Out of that meeting came what WTIA calls its yearly “playbook,” which highlights the creative ideas generated during the recent FullConTech and offers 15 different “plays” that people can sign up to do, either within their own workplaces or in their communities.

“I think the great thing about the playbook is that it shows that there are all these little actions that we can actually take now,” said Julie Pham, WTIA’s vice president of community engagement and marketing. “It’s really up to you as a participant to go forward and to take action.”

The plays in this year’s playbook include:

  • Create cross-sector partnerships between government, community, and private organizations to reach out to underrepresented communities and tell them about technology opportunities
  • Organize an industry ambassadors program to connect with underrepresented communities to tell them about technology opportunities
  • Develop a system for rating companies on their workplace diversity and culture
  • Create a shared diversity language for the tech industry
  • Help organize more recruiting events outside of Seattle
  • Organize a program that gets tech company employees to teach community college classes
  • Create a steering committee to help a community college explore ideas for new programs
  • Do outreach to parents to educate them on technology opportunities
  • Help people overcome perceived challenges with math through creative activities and projects
  • Organize a career panel that shows tech industry diversity to school children
  • Help train K-12 teachers to teach STEM
  • Create an internship program that brings together a variety of potential employers and interns to meet each other and find the right match
  • Organize tech talks from experts for students in grades 9-12 (not how to code but an overview of the technology industry — what it is, recent innovations, career opportunities)
  • Provide next stage of life coaching for high school and college students
  • Develop one- and two-day programs for disadvantaged youth to learn new skills in tech

Individuals are encouraged to get involved with designing, executing, and implementing one or more of the plays. WTIA will then introduce interested parties with others who want to collaborate.

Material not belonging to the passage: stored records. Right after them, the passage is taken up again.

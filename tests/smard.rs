//! SMARD operations against a mocked chart data server

use std::time::Duration;

use chrono::{DateTime, TimeZone};
use chrono_tz::Europe::Berlin;
use chrono_tz::Tz;
use grid_market_data::catalog::Resolution;
use grid_market_data::normalize::smard_table;
use grid_market_data::{
    ApiError, BiddingZone, Config, FailurePolicy, HttpFetcher, MarketDataError,
    PowerPlantRecord, PowerPlantRegistry, ResourceType, SeriesKind, SeriesLabel, SmardClient,
    TimeSeriesTable, YearBound,
};
use mockito::{Server, ServerGuard};
use serde_json::json;

/// Monday 2023-09-18 00:00 Europe/Berlin
const WEEK_38: i64 = 1_694_988_000_000;
/// Monday 2023-09-25 00:00 Europe/Berlin
const WEEK_39: i64 = 1_695_592_800_000;
/// Monday 2023-10-02 00:00 Europe/Berlin
const WEEK_40: i64 = 1_696_197_600_000;

const QUARTER_HOUR_MS: i64 = 900_000;
const HOUR_MS: i64 = 3_600_000;

fn chart(start_ms: i64, step_ms: i64, values: &[Option<f64>]) -> String {
    let series: Vec<_> = values
        .iter()
        .enumerate()
        .map(|(i, v)| json!([start_ms + i as i64 * step_ms, v]))
        .collect();
    json!({ "meta_data": { "version": 1 }, "series": series }).to_string()
}

fn init_logging() {
    let _ = tracing_subscriber::fmt()
        .with_env_filter(tracing_subscriber::EnvFilter::from_default_env())
        .with_test_writer()
        .try_init();
}

fn client(server: &ServerGuard, policy: FailurePolicy) -> SmardClient {
    init_logging();
    let fetcher = HttpFetcher::new(Duration::from_secs(5), policy).unwrap();
    SmardClient::with_fetcher(fetcher, &server.url())
}

fn berlin(y: i32, m: u32, d: u32, h: u32, min: u32) -> DateTime<Tz> {
    Berlin.with_ymd_and_hms(y, m, d, h, min, 0).unwrap()
}

#[test]
fn test_demand_single_week_scaled_to_mw() {
    let mut server = Server::new();
    let mock = server
        .mock("GET", "/chart_data/410/DE/410_DE_quarterhour_1694988000000.json")
        .with_status(200)
        .with_header("content-type", "application/json")
        .with_body(chart(
            WEEK_38,
            QUARTER_HOUR_MS,
            &[Some(12_000.0), Some(12_100.0), None, Some(12_300.0)],
        ))
        .create();

    let start = berlin(2023, 9, 18, 0, 0);
    let end = berlin(2023, 9, 18, 0, 30);
    let table = client(&server, FailurePolicy::Skip)
        .demand(&start, &end)
        .unwrap();

    mock.assert();
    assert_eq!(table.len(), 3);
    assert_eq!(table.index()[0], start);
    assert_eq!(
        table.column(&"Actual Load".to_string()).unwrap(),
        &[Some(48_000.0), Some(48_400.0), None]
    );
}

#[test]
fn test_missing_week_becomes_hole() {
    let mut server = Server::new();
    let _week38 = server
        .mock("GET", "/chart_data/410/DE/410_DE_quarterhour_1694988000000.json")
        .with_body(chart(WEEK_38, QUARTER_HOUR_MS, &[Some(1.0), Some(2.0)]))
        .create();
    let week39 = server
        .mock("GET", "/chart_data/410/DE/410_DE_quarterhour_1695592800000.json")
        .with_status(404)
        .create();
    let _week40 = server
        .mock("GET", "/chart_data/410/DE/410_DE_quarterhour_1696197600000.json")
        .with_body(chart(WEEK_40, QUARTER_HOUR_MS, &[Some(3.0), Some(4.0)]))
        .create();

    let start = berlin(2023, 9, 18, 0, 0);
    let end = berlin(2023, 10, 8, 23, 45);
    let table = client(&server, FailurePolicy::Skip)
        .demand(&start, &end)
        .unwrap();

    week39.assert();
    assert_eq!(table.len(), 4);
    assert_eq!(table.index()[2], berlin(2023, 10, 2, 0, 0));
    assert!(table.index().windows(2).all(|w| w[0] < w[1]));
    assert_eq!(
        table.value_at(&berlin(2023, 10, 2, 0, 15), &"Actual Load".to_string()),
        Some(16.0)
    );
}

#[test]
fn test_month_across_clock_change_is_contiguous() {
    let mut server = Server::new();

    // Monday boundaries covering October 2023; clocks go back on the 29th
    let mondays = [
        berlin(2023, 9, 25, 0, 0),
        berlin(2023, 10, 2, 0, 0),
        berlin(2023, 10, 9, 0, 0),
        berlin(2023, 10, 16, 0, 0),
        berlin(2023, 10, 23, 0, 0),
        berlin(2023, 10, 30, 0, 0),
        berlin(2023, 11, 6, 0, 0),
    ];

    let mut weeks = Vec::new();
    let mut mocks = Vec::new();
    for pair in mondays.windows(2) {
        let (from, to) = (pair[0].timestamp_millis(), pair[1].timestamp_millis());
        let values: Vec<Option<f64>> = (from..to)
            .step_by(QUARTER_HOUR_MS as usize)
            .map(|ms| Some(((ms / QUARTER_HOUR_MS) % 1000) as f64))
            .collect();
        let body = chart(from, QUARTER_HOUR_MS, &values);
        mocks.push(
            server
                .mock(
                    "GET",
                    format!("/chart_data/410/DE/410_DE_quarterhour_{}.json", from).as_str(),
                )
                .with_body(body.clone())
                .expect(1)
                .create(),
        );
        weeks.push(smard_table("Actual Load".to_string(), &body, Resolution::QuarterHour).unwrap());
    }

    let start = berlin(2023, 10, 1, 0, 0);
    let end = berlin(2023, 10, 31, 23, 45);
    let table = client(&server, FailurePolicy::Skip)
        .demand(&start, &end)
        .unwrap();

    for mock in &mocks {
        mock.assert();
    }
    assert_eq!(table.len(), 31 * 96 + 4);
    assert_eq!(table.index()[0], start);
    assert_eq!(table.index().last(), Some(&end));
    assert!(table
        .index()
        .windows(2)
        .all(|w| (w[1] - w[0]).num_minutes() == 15));
    assert_eq!(table, TimeSeriesTable::concat(weeks).slice(&start, &end));
}

#[test]
fn test_abort_policy_fails_request() {
    let mut server = Server::new();
    let _mock = server
        .mock("GET", "/chart_data/410/DE/410_DE_quarterhour_1694988000000.json")
        .with_status(500)
        .create();

    let start = berlin(2023, 9, 18, 0, 0);
    let err = client(&server, FailurePolicy::Abort)
        .demand(&start, &start)
        .unwrap_err();

    assert!(matches!(
        err,
        MarketDataError::Api(ApiError::HttpError { status: 500, .. })
    ));
}

#[test]
fn test_malformed_body_is_parse_error() {
    let mut server = Server::new();
    let _mock = server
        .mock("GET", "/chart_data/410/DE/410_DE_quarterhour_1694988000000.json")
        .with_body("<html>maintenance</html>")
        .create();

    let start = berlin(2023, 9, 18, 0, 0);
    let err = client(&server, FailurePolicy::Skip)
        .demand(&start, &start)
        .unwrap_err();

    assert!(matches!(err, MarketDataError::Parse(_)));
}

#[test]
fn test_day_ahead_prices_hourly_unscaled() {
    let mut server = Server::new();
    let mock = server
        .mock("GET", "/chart_data/4169/DE/4169_DE_hour_1694988000000.json")
        .with_body(chart(WEEK_38, HOUR_MS, &[Some(95.5), Some(-3.2), Some(88.0)]))
        .create();

    let start = berlin(2023, 9, 18, 0, 0);
    let end = berlin(2023, 9, 18, 2, 0);
    let table = client(&server, FailurePolicy::Skip)
        .day_ahead_prices(BiddingZone::DeLu, &start, &end)
        .unwrap();

    mock.assert();
    assert_eq!(table.labels().collect::<Vec<_>>(), vec!["DE_LU"]);
    assert_eq!(
        table.column(&"DE_LU".to_string()).unwrap(),
        &[Some(95.5), Some(-3.2), Some(88.0)]
    );
}

#[test]
fn test_prices_from_utc_window() {
    let mut server = Server::new();
    let _mock = server
        .mock("GET", "/chart_data/4169/DE/4169_DE_hour_1695592800000.json")
        .with_body(chart(WEEK_39, HOUR_MS, &[Some(1.0), Some(2.0), Some(3.0)]))
        .create();

    // 2023-09-24 22:00 UTC is Monday 00:00 in Berlin
    let start = chrono::Utc.with_ymd_and_hms(2023, 9, 24, 22, 0, 0).unwrap();
    let end = chrono::Utc.with_ymd_and_hms(2023, 9, 24, 23, 0, 0).unwrap();
    let table = client(&server, FailurePolicy::Skip)
        .day_ahead_prices(BiddingZone::DeLu, &start, &end)
        .unwrap();

    assert_eq!(table.len(), 2);
    assert_eq!(table.index()[0].to_rfc3339(), "2023-09-25T00:00:00+02:00");
}

#[test]
fn test_per_type_gross_and_net() {
    let mut server = Server::new();
    let _generation = server
        .mock("GET", "/chart_data/4070/DE/4070_DE_quarterhour_1694988000000.json")
        .with_body(chart(WEEK_38, QUARTER_HOUR_MS, &[Some(100.0), Some(200.0)]))
        .create();
    let _consumption = server
        .mock("GET", "/chart_data/4387/DE/4387_DE_quarterhour_1694988000000.json")
        .with_body(chart(WEEK_38, QUARTER_HOUR_MS, &[Some(25.0), None]))
        .create();

    let smard = client(&server, FailurePolicy::Skip);
    let start = berlin(2023, 9, 18, 0, 0);
    let end = berlin(2023, 9, 18, 0, 15);

    let gross = smard.per_type_generation(&start, &end).unwrap();
    let consumption = SeriesLabel {
        resource: ResourceType::HydroPumpedStorage,
        kind: SeriesKind::ActualConsumption,
    };
    assert_eq!(gross.columns().len(), 2);
    assert_eq!(gross.column(&consumption).unwrap(), &[Some(100.0), None]);

    let net = smard.net_per_type_generation(&start, &end).unwrap();
    assert_eq!(
        net.labels().collect::<Vec<_>>(),
        vec![&ResourceType::HydroPumpedStorage]
    );
    assert_eq!(
        net.column(&ResourceType::HydroPumpedStorage).unwrap(),
        &[Some(300.0), Some(800.0)]
    );
}

fn unit(api_id: &str, control_area: &str, decommissioning: YearBound) -> PowerPlantRecord {
    PowerPlantRecord {
        bna: format!("BNA{}", api_id),
        eic: format!("EIC{}", api_id),
        see: String::new(),
        plant_name: format!("Plant {}", api_id),
        block_name: "Block A".to_string(),
        company: "Energy AG".to_string(),
        city: "Berlin".to_string(),
        postal_code: "10115".to_string(),
        address: "Street 1".to_string(),
        latitude: Some(52.5),
        longitude: Some(13.4),
        resource: ResourceType::FossilGas,
        capacity: 300.0,
        control_area: control_area.to_string(),
        api_id: api_id.to_string(),
        commissioning: YearBound::Year(2000),
        decommissioning,
    }
}

#[test]
fn test_per_unit_skips_inactive_units() {
    let mut server = Server::new();
    let active = server
        .mock("GET", "/chart_data/22736/50Hertz/22736_50Hertz_quarterhour_1694988000000.json")
        .with_body(chart(WEEK_38, QUARTER_HOUR_MS, &[Some(50.0)]))
        .create();
    let retired = server
        .mock("GET", "/chart_data/999/TenneT/999_TenneT_quarterhour_1694988000000.json")
        .expect(0)
        .create();

    let registry = PowerPlantRegistry::new(vec![
        unit("22736", "50Hertz", YearBound::Infinity),
        unit("999", "TenneT", YearBound::Year(2010)),
    ]);
    let start = berlin(2023, 9, 18, 0, 0);
    let table = client(&server, FailurePolicy::Skip)
        .per_unit_generation(&registry, &start, &start)
        .unwrap();

    active.assert();
    retired.assert();
    let label = registry.records()[0].label();
    assert_eq!(table.columns().len(), 1);
    assert_eq!(table.column(&label).unwrap(), &[Some(200.0)]);
    assert_eq!(label.control_area, "50Hertz");
}

const LANG: &str = r#"{"plant.a":"Kraftwerk A","block.a":"Block 1","city.a":"Hamburg"}"#;

const METADATA: &str = r#"{"plants":[{"name":"plant.a","city":"city.a",
    "resource":"KW-Energieträger.Erdgas","company":"Stadtwerke","postalCode":"20095",
    "address":"Hafen 1","coordinates":[53.55,9.99],"regionId":"50Hertz",
    "blocks":[{"id":"SEE900000001","name":"block.a","productionId":4711,
    "blockNumber":"BNA1","blockCode":"EIC1","commissioning":2012,"status":"in Betrieb","power":410}]}]}"#;

#[test]
fn test_registry_refresh_and_cache() {
    let mut server = Server::new();
    let lang = server
        .mock("GET", "/assets/translations/lang-de.json")
        .with_body(LANG)
        .expect(1)
        .create();
    let metadata = server
        .mock("GET", "/power_plant_data/power_plant_metadata.json")
        .with_body(METADATA)
        .expect(1)
        .create();

    let dir = tempfile::tempdir().unwrap();
    let config = Config {
        smard_base_url: server.url(),
        power_plant_list_path: dir.path().join("smard_power_plant_list.csv"),
        ..Config::default()
    };
    let fetcher = HttpFetcher::from_config(&config).unwrap();

    let fresh = PowerPlantRegistry::load_or_refresh(&fetcher, &config).unwrap();
    assert_eq!(fresh.len(), 1);
    assert_eq!(fresh.records()[0].plant_name, "Kraftwerk A");
    assert_eq!(fresh.records()[0].see, "SEE900000001");
    assert!(config.power_plant_list_path.exists());

    // Second call is served from the cached file
    let cached = PowerPlantRegistry::load_or_refresh(&fetcher, &config).unwrap();
    assert_eq!(cached, fresh);

    lang.assert();
    metadata.assert();
}

#[test]
fn test_registry_refresh_aborts_without_translations() {
    let mut server = Server::new();
    let _lang = server
        .mock("GET", "/assets/translations/lang-de.json")
        .with_status(503)
        .create();
    let metadata = server
        .mock("GET", "/power_plant_data/power_plant_metadata.json")
        .expect(0)
        .create();

    let fetcher = HttpFetcher::new(Duration::from_secs(5), FailurePolicy::Skip).unwrap();
    let refreshed = PowerPlantRegistry::refresh(&fetcher, &server.url()).unwrap();

    assert!(refreshed.is_none());
    metadata.assert();
}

“With three percent unemployment (in Seattle), it’s really important for employers to build a great workplace so they can actually retain people, because it’s so costly to replace them,” Pham said.

Aside from improving individual workplaces, another aim of the playbook is to encourage the sharing of ideas between different industries. For example, nonprofit organizations might have programs in place regarding workplace diversity that could be useful to companies in other sectors.  “The bigger goal is, how do we do this together?” Pham said.

While Pham knows not all of the plays will get done, she’s hopeful that some meaningful change will come as a result of the playbook. “We know that some people are going to drop off and others are going to go the whole way and create something that they feel proud of,” she said.